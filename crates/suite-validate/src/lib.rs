//! Advisory validation of app definitions.
//!
//! # Architecture
//!
//! Validation never aborts. Every check walks the whole app and reports
//! each finding as its own [`Diagnostic`]; findings are never merged or
//! deduplicated across modules. Checks run in a fixed order so the report
//! is stable for an unchanged app:
//!
//! 1. app-wide structure (languages, module cycles, roots, duplicate ids)
//! 2. module configuration (case types, details, tiles, search)
//! 3. form case actions (auto-select, parent tags, shadow sources)
//! 4. feature availability against the target build
//!
//! Some problems the compiler rejects outright, such as parent cycles and
//! registry workflow conflicts, are reported here too.

mod checks;
mod context;

pub use context::ValidationContext;

use std::time::Instant;

use suite_model::{App, CompileOptions, Diagnostic, DiagnosticReport, Severity};
use tracing::{debug, info, info_span};

/// Validate `app`, collecting every advisory diagnostic.
pub fn validate_app(app: &App, options: &CompileOptions) -> DiagnosticReport {
    let span = info_span!("validate", app = %app.name);
    let _guard = span.enter();
    let start = Instant::now();

    let ctx = ValidationContext::new(app, options);
    let mut report = DiagnosticReport::new(&app.name);
    for diagnostic in checks::run_all(&ctx) {
        debug!(
            kind = %diagnostic.kind,
            module = ?diagnostic.module,
            form = ?diagnostic.form,
            "diagnostic"
        );
        report.push(diagnostic);
    }

    info!(
        errors = report.error_count(),
        warnings = report.warning_count(),
        duration_ms = start.elapsed().as_millis(),
        "validation complete"
    );
    report
}

/// Whether `report` should fail a build under `options`.
pub fn is_blocking(report: &DiagnosticReport, options: &CompileOptions) -> bool {
    report
        .diagnostics
        .iter()
        .any(|diagnostic| blocks(diagnostic, options))
}

/// Number of diagnostics that block suite output under `options`.
pub fn blocking_count(report: &DiagnosticReport, options: &CompileOptions) -> usize {
    report
        .diagnostics
        .iter()
        .filter(|diagnostic| blocks(diagnostic, options))
        .count()
}

fn blocks(diagnostic: &Diagnostic, options: &CompileOptions) -> bool {
    match diagnostic.severity {
        Severity::Error => true,
        Severity::Warning => options.deny_warnings,
    }
}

* [How to complete this task]
Return a word-for-word copy of the lines from the beginning of the listing to the line holding "pub fn validate_app(app: &App, options: &CompileOptions)", both kept.

* [Response to this exercise]
filename crates/suite-validate/src/lib.rs
//! Advisory validation of app definitions.
//!
//! # Architecture
//!
//! Validation never aborts. Every check walks the whole app and reports
//! each finding as its own [`Diagnostic`]; findings are never merged or
//! deduplicated across modules. Checks run in a fixed order so the report
//! is stable for an unchanged app:
//!
//! 1. app-wide structure (languages, module cycles, roots, duplicate ids)
//! 2. module configuration (case types, details, tiles, search)
//! 3. form case actions (auto-select, parent tags, shadow sources)
//! 4. feature availability against the target build
//!
//! Some problems the compiler rejects outright, such as parent cycles and
//! registry workflow conflicts, are reported here too.

mod checks;
mod context;

pub use context::ValidationContext;

use std::time::Instant;

use suite_model::{App, CompileOptions, Diagnostic, DiagnosticReport, Severity};
use tracing::{debug, info, info_span};

/// Validate `app`, collecting every advisory diagnostic.
pub fn validate_app(app: &App, options: &CompileOptions) -> DiagnosticReport {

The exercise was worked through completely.